- INSTRUCTIONS TO FOLLOW -
Give back all of the data verbatim.
[[ DATA SUPPLIED, beginning ]]
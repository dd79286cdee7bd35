//! Block nesting and name visibility while rewriting

use super::segments::Word;
use std::collections::{BTreeMap, BTreeSet};

/// Keyword that opens a block closed by `end`
#[derive(Debug, Clone, Copy, PartialEq, Eq)]
pub(crate) enum Opener {
    /// `def`, `test`, `bench`: a fresh name scope
    Function,
    /// `fn`: a closure scope that sees enclosing names
    Lambda,
    /// `if`, `while`, `for`, `spawn`, `parallel`, `rescue`
    Plain,
}

impl Opener {
    fn from_word(word: &str) -> Option<Self> {
        match word {
            "def" | "test" | "bench" => Some(Opener::Function),
            "fn" => Some(Opener::Lambda),
            "if" | "while" | "for" | "spawn" | "parallel" | "rescue" => Some(Opener::Plain),
            _ => None,
        }
    }
}

/// Block boundary seen on a line
#[derive(Debug, Clone, Copy, PartialEq, Eq)]
pub(crate) enum BlockEvent {
    /// Opener keyword at byte offset
    Open(Opener, usize),
    /// `end`
    Close,
}

/// Counts block openers against `end`
#[derive(Debug, Default)]
pub(crate) struct BlockTracker {
    stack: Vec<Opener>,
}

impl BlockTracker {
    /// Feed the words of one line, returning the boundaries in order
    pub fn observe(&mut self, words: &[Word<'_>]) -> Vec<BlockEvent> {
        let mut events = Vec::new();
        for word in words {
            if word.text == "end" {
                // A stray `end` is the parser's to report
                if self.stack.pop().is_some() {
                    events.push(BlockEvent::Close);
                }
            } else if let Some(opener) = Opener::from_word(word.text) {
                self.stack.push(opener);
                events.push(BlockEvent::Open(opener, word.start));
            }
        }
        events
    }

    /// Whether any enclosing block is a function body
    pub fn in_function(&self) -> bool {
        self.stack.contains(&Opener::Function)
    }
}

#[derive(Debug, Default)]
struct Frame {
    names: BTreeSet<String>,
    /// Closure frames see the frame below
    transparent: bool,
}

/// Variable and callable visibility for one compile unit
#[derive(Debug)]
pub(crate) struct Scopes {
    frames: Vec<Frame>,
    /// Open blocks that own a frame, parallel to the tracker stack
    owners: Vec<bool>,
    /// Function name to the preprocessed line index of its first `def`
    defs: BTreeMap<String, usize>,
    /// Always-callable names
    builtins: BTreeSet<String>,
}

impl Scopes {
    pub fn new(defs: BTreeMap<String, usize>, builtins: BTreeSet<String>) -> Self {
        Scopes {
            frames: vec![Frame::default()],
            owners: Vec::new(),
            defs,
            builtins,
        }
    }

    /// Apply a block boundary reported by [`BlockTracker::observe`]
    pub fn apply(&mut self, event: BlockEvent) {
        match event {
            BlockEvent::Open(opener, _) => {
                let owns = matches!(opener, Opener::Function | Opener::Lambda);
                if owns {
                    self.frames.push(Frame {
                        names: BTreeSet::new(),
                        transparent: opener == Opener::Lambda,
                    });
                }
                self.owners.push(owns);
            }
            BlockEvent::Close => {
                if self.owners.pop() == Some(true) && self.frames.len() > 1 {
                    self.frames.pop();
                }
            }
        }
    }

    /// Record a variable in the innermost frame
    pub fn declare(&mut self, name: &str) {
        if let Some(frame) = self.frames.last_mut() {
            frame.names.insert(name.to_string());
        }
    }

    /// Whether `name` is a visible variable
    pub fn is_variable(&self, name: &str) -> bool {
        for frame in self.frames.iter().rev() {
            if frame.names.contains(name) {
                return true;
            }
            if !frame.transparent {
                return false;
            }
        }
        false
    }

    /// Whether `name` can be called at preprocessed line `line`
    ///
    /// Top level sees a `def` only after its line; function bodies see all.
    pub fn is_callable(&self, name: &str, line: usize, tracker: &BlockTracker) -> bool {
        if self.builtins.contains(name) {
            return true;
        }
        match self.defs.get(name) {
            Some(def_line) => tracker.in_function() || *def_line < line,
            None => false,
        }
    }
}

#[cfg(test)]
mod tests {
    use super::*;
    use crate::preprocess::segments::words;

    #[test]
    fn test_tracker_counts_openers() {
        let mut tracker = BlockTracker::default();
        tracker.observe(&words("def f(x)"));
        tracker.observe(&words("  if x"));
        assert_eq!(tracker.stack.len(), 2);
        assert!(tracker.in_function());
        let events = tracker.observe(&words("  y = fn(a) a end"));
        assert_eq!(events.len(), 2);
        tracker.observe(&words("  end"));
        tracker.observe(&words("end"));
        assert_eq!(tracker.stack.len(), 0);
    }

    #[test]
    fn test_keywords_in_strings_do_not_count() {
        let mut tracker = BlockTracker::default();
        tracker.observe(&words(r#"puts("if while def")"#));
        assert_eq!(tracker.stack.len(), 0);
    }

    #[test]
    fn test_function_scope_hides_outer_names() {
        let mut tracker = BlockTracker::default();
        let mut scopes = Scopes::new(BTreeMap::new(), BTreeSet::new());
        scopes.declare("outer");
        for event in tracker.observe(&words("def f()")) {
            scopes.apply(event);
        }
        assert!(!scopes.is_variable("outer"));
        for event in tracker.observe(&words("  g = fn()")) {
            scopes.apply(event);
        }
        scopes.declare("inner");
        for event in tracker.observe(&words("  end")) {
            scopes.apply(event);
        }
        assert!(!scopes.is_variable("inner"));
        for event in tracker.observe(&words("end")) {
            scopes.apply(event);
        }
        assert!(scopes.is_variable("outer"));
    }

    #[test]
    fn test_positional_callables() {
        let defs = BTreeMap::from([("greet".to_string(), 5)]);
        let scopes = Scopes::new(defs, BTreeSet::new());
        let top = BlockTracker::default();
        assert!(!scopes.is_callable("greet", 2, &top));
        assert!(scopes.is_callable("greet", 9, &top));

        let mut inside = BlockTracker::default();
        inside.observe(&words("def other()"));
        assert!(scopes.is_callable("greet", 2, &inside));
    }
}
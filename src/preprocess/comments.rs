use super::segments::{segments, SegmentKind};
use super::SourceLine;

/// Strip `#` comments outside string literals
///
/// `#{` outside a string is left alone: it only appears in shell lines,
/// where it is interpolation.
pub(crate) fn strip_comments(lines: Vec<SourceLine>) -> Vec<SourceLine> {
    lines
        .into_iter()
        .map(|line| SourceLine {
            text: strip_line(&line.text).to_string(),
            origin: line.origin,
        })
        .collect()
}

fn strip_line(line: &str) -> &str {
    let bytes = line.as_bytes();
    for seg in segments(line) {
        if seg.kind != SegmentKind::Code {
            continue;
        }
        for i in seg.start..seg.end {
            if bytes[i] == b'#' && bytes.get(i + 1) != Some(&b'{') {
                return line[..i].trim_end();
            }
        }
    }
    line.trim_end()
}

#[cfg(test)]
mod tests {
    use super::*;

    #[test]
    fn test_strip_line() {
        assert_eq!(strip_line("x = 1 # note"), "x = 1");
        assert_eq!(strip_line(r#"puts "a # b" # c"#), r#"puts "a # b""#);
        assert_eq!(strip_line("# whole line"), "");
        assert_eq!(strip_line("echo #{name}"), "echo #{name}");
        assert_eq!(strip_line("x = 'it''s' # q"), "x = 'it''s'");
    }
}
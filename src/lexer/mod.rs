//! Lexical analysis for Rugo
//!
//! Converts preprocessed source text into a stream of tokens. The set of
//! reserved words and symbols is supplied by the grammar.

mod scanner;
mod token;

pub use scanner::{Lexicon, Scanner};
pub use token::{Token, TokenKind};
[[ DATA SUPPLIED, end ]]
- EXERCISE RESPONSE -
repository dd79286cdee7bd35
//! Block nesting and name visibility while rewriting

use super::segments::Word;
use std::collections::{BTreeMap, BTreeSet};

/// Keyword that opens a block closed by `end`
#[derive(Debug, Clone, Copy, PartialEq, Eq)]
pub(crate) enum Opener {
    /// `def`, `test`, `bench`: a fresh name scope
    Function,
    /// `fn`: a closure scope that sees enclosing names
    Lambda,
    /// `if`, `while`, `for`, `spawn`, `parallel`, `rescue`
    Plain,
}

impl Opener {
    fn from_word(word: &str) -> Option<Self> {
        match word {
            "def" | "test" | "bench" => Some(Opener::Function),
            "fn" => Some(Opener::Lambda),
            "if" | "while" | "for" | "spawn" | "parallel" | "rescue" => Some(Opener::Plain),
            _ => None,
        }
    }
}

/// Block boundary seen on a line
#[derive(Debug, Clone, Copy, PartialEq, Eq)]
pub(crate) enum BlockEvent {
    /// Opener keyword at byte offset
    Open(Opener, usize),
    /// `end`
    Close,
}

/// Counts block openers against `end`
#[derive(Debug, Default)]
pub(crate) struct BlockTracker {
    stack: Vec<Opener>,
}

impl BlockTracker {
    /// Feed the words of one line, returning the boundaries in order
    pub fn observe(&mut self, words: &[Word<'_>]) -> Vec<BlockEvent> {
        let mut events = Vec::new();
        for word in words {
            if word.text == "end" {
                // A stray `end` is the parser's to report
                if self.stack.pop().is_some() {
                    events.push(BlockEvent::Close);
                }
            } else if let Some(opener) = Opener::from_word(word.text) {
                self.stack.push(opener);
                events.push(BlockEvent::Open(opener, word.start));
            }
        }
        events
    }

    /// Whether any enclosing block is a function body
    pub fn in_function(&self) -> bool {
        self.stack.contains(&Opener::Function)
    }
}

#[derive(Debug, Default)]
struct Frame {
    names: BTreeSet<String>,
    /// Closure frames see the frame below
    transparent: bool,
}

/// Variable and callable visibility for one compile unit
#[derive(Debug)]
pub(crate) struct Scopes {
    frames: Vec<Frame>,
    /// Open blocks that own a frame, parallel to the tracker stack
    owners: Vec<bool>,
    /// Function name to the preprocessed line index of its first `def`
    defs: BTreeMap<String, usize>,
    /// Always-callable names
    builtins: BTreeSet<String>,
}

impl Scopes {
    pub fn new(defs: BTreeMap<String, usize>, builtins: BTreeSet<String>) -> Self {
        Scopes {
            frames: vec![Frame::default()],
            owners: Vec::new(),
            defs,
            builtins,
        }
    }

    /// Apply a block boundary reported by [`BlockTracker::observe`]
    pub fn apply(&mut self, event: BlockEvent) {
        match event {
            BlockEvent::Open(opener, _) => {
                let owns = matches!(opener, Opener::Function | Opener::Lambda);
                if owns {
                    self.frames.push(Frame {
                        names: BTreeSet::new(),
                        transparent: opener == Opener::Lambda,
                    });
                }
                self.owners.push(owns);
            }
            BlockEvent::Close => {
                if self.owners.pop() == Some(true) && self.frames.len() > 1 {
                    self.frames.pop();
                }
            }
        }
    }

    /// Record a variable in the innermost frame
    pub fn declare(&mut self, name: &str) {
        if let Some(frame) = self.frames.last_mut() {
            frame.names.insert(name.to_string());
        }
    }

    /// Whether `name` is a visible variable
    pub fn is_variable(&self, name: &str) -> bool {
        for frame in self.frames.iter().rev() {
            if frame.names.contains(name) {
                return true;
            }
            if !frame.transparent {
                return false;
            }
        }
        false
    }

    /// Whether `name` can be called at preprocessed line `line`
    ///
    /// Top level sees a `def` only after its line; function bodies see all.
    pub fn is_callable(&self, name: &str, line: usize, tracker: &BlockTracker) -> bool {
        if self.builtins.contains(name) {
            return true;
        }
        match self.defs.get(name) {
            Some(def_line) => tracker.in_function() || *def_line < line,
            None => false,
        }
    }
}

#[cfg(test)]
mod tests {
    use super::*;
    use crate::preprocess::segments::words;

    #[test]
    fn test_tracker_counts_openers() {
        let mut tracker = BlockTracker::default();
        tracker.observe(&words("def f(x)"));
        tracker.observe(&words("  if x"));
        assert_eq!(tracker.stack.len(), 2);
        assert!(tracker.in_function());
        let events = tracker.observe(&words("  y = fn(a) a end"));
        assert_eq!(events.len(), 2);
        tracker.observe(&words("  end"));
        tracker.observe(&words("end"));
        assert_eq!(tracker.stack.len(), 0);
    }

    #[test]
    fn test_keywords_in_strings_do_not_count() {
        let mut tracker = BlockTracker::default();
        tracker.observe(&words(r#"puts("if while def")"#));
        assert_eq!(tracker.stack.len(), 0);
    }

    #[test]
    fn test_function_scope_hides_outer_names() {
        let mut tracker = BlockTracker::default();
        let mut scopes = Scopes::new(BTreeMap::new(), BTreeSet::new());
        scopes.declare("outer");
        for event in tracker.observe(&words("def f()")) {
            scopes.apply(event);
        }
        assert!(!scopes.is_variable("outer"));
        for event in tracker.observe(&words("  g = fn()")) {
            scopes.apply(event);
        }
        scopes.declare("inner");
        for event in tracker.observe(&words("  end")) {
            scopes.apply(event);
        }
        assert!(!scopes.is_variable("inner"));
        for event in tracker.observe(&words("end")) {
            scopes.apply(event);
        }
        assert!(scopes.is_variable("outer"));
    }

    #[test]
    fn test_positional_callables() {
        let defs = BTreeMap::from([("greet".to_string(), 5)]);
        let scopes = Scopes::new(defs, BTreeSet::new());
        let top = BlockTracker::default();
        assert!(!scopes.is_callable("greet", 2, &top));
        assert!(scopes.is_callable("greet", 9, &top));

        let mut inside = BlockTracker::default();
        inside.observe(&words("def other()"));
        assert!(scopes.is_callable("greet", 2, &inside));
    }
}
filename src/preprocess/comments.rs
use super::segments::{segments, SegmentKind};
use super::SourceLine;

/// Strip `#` comments outside string literals
///
/// `#{` outside a string is left alone: it only appears in shell lines,
/// where it is interpolation.
pub(crate) fn strip_comments(lines: Vec<SourceLine>) -> Vec<SourceLine> {
    lines
        .into_iter()
        .map(|line| SourceLine {
            text: strip_line(&line.text).to_string(),
            origin: line.origin,
        })
        .collect()
}

fn strip_line(line: &str) -> &str {
    let bytes = line.as_bytes();
    for seg in segments(line) {
        if seg.kind != SegmentKind::Code {
            continue;
        }
        for i in seg.start..seg.end {
            if bytes[i] == b'#' && bytes.get(i + 1) != Some(&b'{') {
                return line[..i].trim_end();
            }
        }
    }
    line.trim_end()
}

#[cfg(test)]
mod tests {
    use super::*;

    #[test]
    fn test_strip_line() {
        assert_eq!(strip_line("x = 1 # note"), "x = 1");
        assert_eq!(strip_line(r#"puts "a # b" # c"#), r#"puts "a # b""#);
        assert_eq!(strip_line("# whole line"), "");
        assert_eq!(strip_line("echo #{name}"), "echo #{name}");
        assert_eq!(strip_line("x = 'it''s' # q"), "x = 'it''s'");
    }
}
filename src/lexer/mod.rs
//! Lexical analysis for Rugo
//!
//! Converts preprocessed source text into a stream of tokens. The set of
//! reserved words and symbols is supplied by the grammar.

mod scanner;
mod token;

pub use scanner::{Lexicon, Scanner};
pub use token::{Token, TokenKind};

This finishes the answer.